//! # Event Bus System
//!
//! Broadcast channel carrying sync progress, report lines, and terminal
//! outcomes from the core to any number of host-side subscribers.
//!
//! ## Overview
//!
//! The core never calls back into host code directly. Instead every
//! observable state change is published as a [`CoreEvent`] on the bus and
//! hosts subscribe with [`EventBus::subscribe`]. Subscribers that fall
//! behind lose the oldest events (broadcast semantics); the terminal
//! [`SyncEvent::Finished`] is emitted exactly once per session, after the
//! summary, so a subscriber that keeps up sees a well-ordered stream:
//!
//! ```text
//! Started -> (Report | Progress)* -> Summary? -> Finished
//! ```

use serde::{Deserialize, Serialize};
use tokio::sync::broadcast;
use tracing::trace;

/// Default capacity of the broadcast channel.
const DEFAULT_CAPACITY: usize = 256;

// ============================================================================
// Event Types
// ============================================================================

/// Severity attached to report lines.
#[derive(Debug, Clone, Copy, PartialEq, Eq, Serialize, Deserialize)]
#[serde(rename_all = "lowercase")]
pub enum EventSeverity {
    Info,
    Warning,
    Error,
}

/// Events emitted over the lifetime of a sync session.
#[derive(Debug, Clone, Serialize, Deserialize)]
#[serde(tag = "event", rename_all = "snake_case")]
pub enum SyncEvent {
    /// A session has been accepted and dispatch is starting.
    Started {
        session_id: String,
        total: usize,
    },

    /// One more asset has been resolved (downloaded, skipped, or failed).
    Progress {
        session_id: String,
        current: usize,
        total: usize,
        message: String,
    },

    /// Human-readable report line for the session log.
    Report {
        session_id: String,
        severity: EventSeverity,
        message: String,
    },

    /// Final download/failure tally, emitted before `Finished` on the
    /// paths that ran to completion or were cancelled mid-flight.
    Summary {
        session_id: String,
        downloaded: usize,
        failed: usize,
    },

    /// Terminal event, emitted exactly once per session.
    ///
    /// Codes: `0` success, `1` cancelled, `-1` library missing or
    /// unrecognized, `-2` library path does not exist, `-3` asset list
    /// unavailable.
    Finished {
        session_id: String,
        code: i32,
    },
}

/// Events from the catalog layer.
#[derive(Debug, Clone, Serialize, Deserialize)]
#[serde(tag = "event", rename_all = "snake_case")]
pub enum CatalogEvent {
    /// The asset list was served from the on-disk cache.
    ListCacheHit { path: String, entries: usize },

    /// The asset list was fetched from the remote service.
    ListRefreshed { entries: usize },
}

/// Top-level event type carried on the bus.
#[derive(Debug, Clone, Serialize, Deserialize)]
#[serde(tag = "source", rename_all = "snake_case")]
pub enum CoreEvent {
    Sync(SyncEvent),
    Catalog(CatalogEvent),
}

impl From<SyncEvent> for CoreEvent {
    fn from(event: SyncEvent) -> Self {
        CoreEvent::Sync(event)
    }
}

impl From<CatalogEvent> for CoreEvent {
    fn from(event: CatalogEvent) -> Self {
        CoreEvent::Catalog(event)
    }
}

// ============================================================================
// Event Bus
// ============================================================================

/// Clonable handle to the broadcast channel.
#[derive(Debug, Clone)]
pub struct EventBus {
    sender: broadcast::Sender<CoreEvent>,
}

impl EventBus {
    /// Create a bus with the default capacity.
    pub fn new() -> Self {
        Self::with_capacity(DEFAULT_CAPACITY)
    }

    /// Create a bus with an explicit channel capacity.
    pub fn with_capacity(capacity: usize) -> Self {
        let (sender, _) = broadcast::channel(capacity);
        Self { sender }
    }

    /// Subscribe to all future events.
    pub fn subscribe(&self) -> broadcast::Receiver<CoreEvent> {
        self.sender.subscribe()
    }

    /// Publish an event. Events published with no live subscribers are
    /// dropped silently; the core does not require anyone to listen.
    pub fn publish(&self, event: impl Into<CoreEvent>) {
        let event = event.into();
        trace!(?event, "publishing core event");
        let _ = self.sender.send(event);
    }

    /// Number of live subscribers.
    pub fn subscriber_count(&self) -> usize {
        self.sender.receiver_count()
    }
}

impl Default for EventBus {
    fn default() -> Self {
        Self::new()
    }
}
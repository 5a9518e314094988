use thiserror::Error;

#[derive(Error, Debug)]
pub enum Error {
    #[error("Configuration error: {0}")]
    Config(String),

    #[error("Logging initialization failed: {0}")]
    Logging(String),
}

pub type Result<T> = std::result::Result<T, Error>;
==
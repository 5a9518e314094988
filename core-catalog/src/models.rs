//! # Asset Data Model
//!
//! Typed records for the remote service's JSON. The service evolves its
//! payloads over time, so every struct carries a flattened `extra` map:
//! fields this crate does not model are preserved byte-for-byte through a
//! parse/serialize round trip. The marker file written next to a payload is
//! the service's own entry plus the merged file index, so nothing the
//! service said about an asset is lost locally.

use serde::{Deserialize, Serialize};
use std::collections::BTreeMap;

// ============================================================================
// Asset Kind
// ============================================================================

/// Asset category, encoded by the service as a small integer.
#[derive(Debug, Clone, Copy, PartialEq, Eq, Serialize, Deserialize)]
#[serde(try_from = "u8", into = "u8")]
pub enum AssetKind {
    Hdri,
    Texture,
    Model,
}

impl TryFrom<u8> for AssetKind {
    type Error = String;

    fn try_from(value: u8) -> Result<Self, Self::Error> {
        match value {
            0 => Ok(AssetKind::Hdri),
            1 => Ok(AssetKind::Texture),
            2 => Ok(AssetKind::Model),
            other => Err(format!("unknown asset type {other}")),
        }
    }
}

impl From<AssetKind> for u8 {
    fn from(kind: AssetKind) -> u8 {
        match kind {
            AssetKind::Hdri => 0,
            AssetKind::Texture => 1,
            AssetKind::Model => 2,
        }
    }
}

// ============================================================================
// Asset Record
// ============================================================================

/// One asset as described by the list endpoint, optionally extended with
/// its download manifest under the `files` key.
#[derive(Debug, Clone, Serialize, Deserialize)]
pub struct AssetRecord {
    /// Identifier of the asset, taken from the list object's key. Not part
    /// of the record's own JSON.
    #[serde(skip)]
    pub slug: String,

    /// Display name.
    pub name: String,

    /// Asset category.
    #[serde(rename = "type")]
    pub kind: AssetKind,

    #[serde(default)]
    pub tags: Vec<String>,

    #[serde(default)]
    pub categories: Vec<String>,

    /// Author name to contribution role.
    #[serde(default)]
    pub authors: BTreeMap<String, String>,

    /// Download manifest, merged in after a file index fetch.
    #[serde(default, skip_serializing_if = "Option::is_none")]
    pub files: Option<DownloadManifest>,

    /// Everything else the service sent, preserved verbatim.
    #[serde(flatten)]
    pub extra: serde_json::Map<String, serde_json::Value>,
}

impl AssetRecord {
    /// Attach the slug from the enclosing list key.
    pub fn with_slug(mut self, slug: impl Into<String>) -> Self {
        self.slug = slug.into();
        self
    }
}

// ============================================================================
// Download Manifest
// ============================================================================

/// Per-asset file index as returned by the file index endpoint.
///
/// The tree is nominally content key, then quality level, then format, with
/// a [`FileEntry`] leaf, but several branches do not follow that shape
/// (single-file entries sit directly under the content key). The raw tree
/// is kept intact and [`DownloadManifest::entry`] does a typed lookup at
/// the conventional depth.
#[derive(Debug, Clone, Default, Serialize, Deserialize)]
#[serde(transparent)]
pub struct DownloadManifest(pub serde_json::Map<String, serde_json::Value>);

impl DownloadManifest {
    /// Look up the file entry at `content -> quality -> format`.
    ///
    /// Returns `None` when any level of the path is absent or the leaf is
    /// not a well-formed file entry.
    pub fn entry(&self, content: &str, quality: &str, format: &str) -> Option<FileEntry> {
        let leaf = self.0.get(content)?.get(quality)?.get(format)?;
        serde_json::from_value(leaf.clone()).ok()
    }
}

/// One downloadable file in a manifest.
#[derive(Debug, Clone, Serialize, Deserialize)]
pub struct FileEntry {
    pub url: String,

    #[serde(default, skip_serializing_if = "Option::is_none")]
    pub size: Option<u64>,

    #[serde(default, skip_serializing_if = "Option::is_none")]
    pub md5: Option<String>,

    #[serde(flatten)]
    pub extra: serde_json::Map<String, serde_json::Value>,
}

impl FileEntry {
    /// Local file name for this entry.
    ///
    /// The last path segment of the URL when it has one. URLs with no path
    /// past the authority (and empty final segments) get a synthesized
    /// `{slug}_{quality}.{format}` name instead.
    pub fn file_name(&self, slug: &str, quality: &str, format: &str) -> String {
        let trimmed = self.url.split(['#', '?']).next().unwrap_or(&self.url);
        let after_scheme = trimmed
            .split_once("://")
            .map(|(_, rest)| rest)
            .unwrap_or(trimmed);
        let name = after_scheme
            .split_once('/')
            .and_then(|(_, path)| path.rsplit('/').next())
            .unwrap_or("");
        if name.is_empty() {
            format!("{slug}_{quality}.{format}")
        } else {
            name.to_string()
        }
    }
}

WHAT IS BEING ASKED:
Out of the material above, select every line that holds the string "content".

SOLUTION BELOW:
/// The tree is nominally content key, then quality level, then format, with
/// (single-file entries sit directly under the content key). The raw tree
    /// Look up the file entry at `content -> quality -> format`.
    pub fn entry(&self, content: &str, quality: &str, format: &str) -> Option<FileEntry> {
        let leaf = self.0.get(content)?.get(quality)?.get(format)?;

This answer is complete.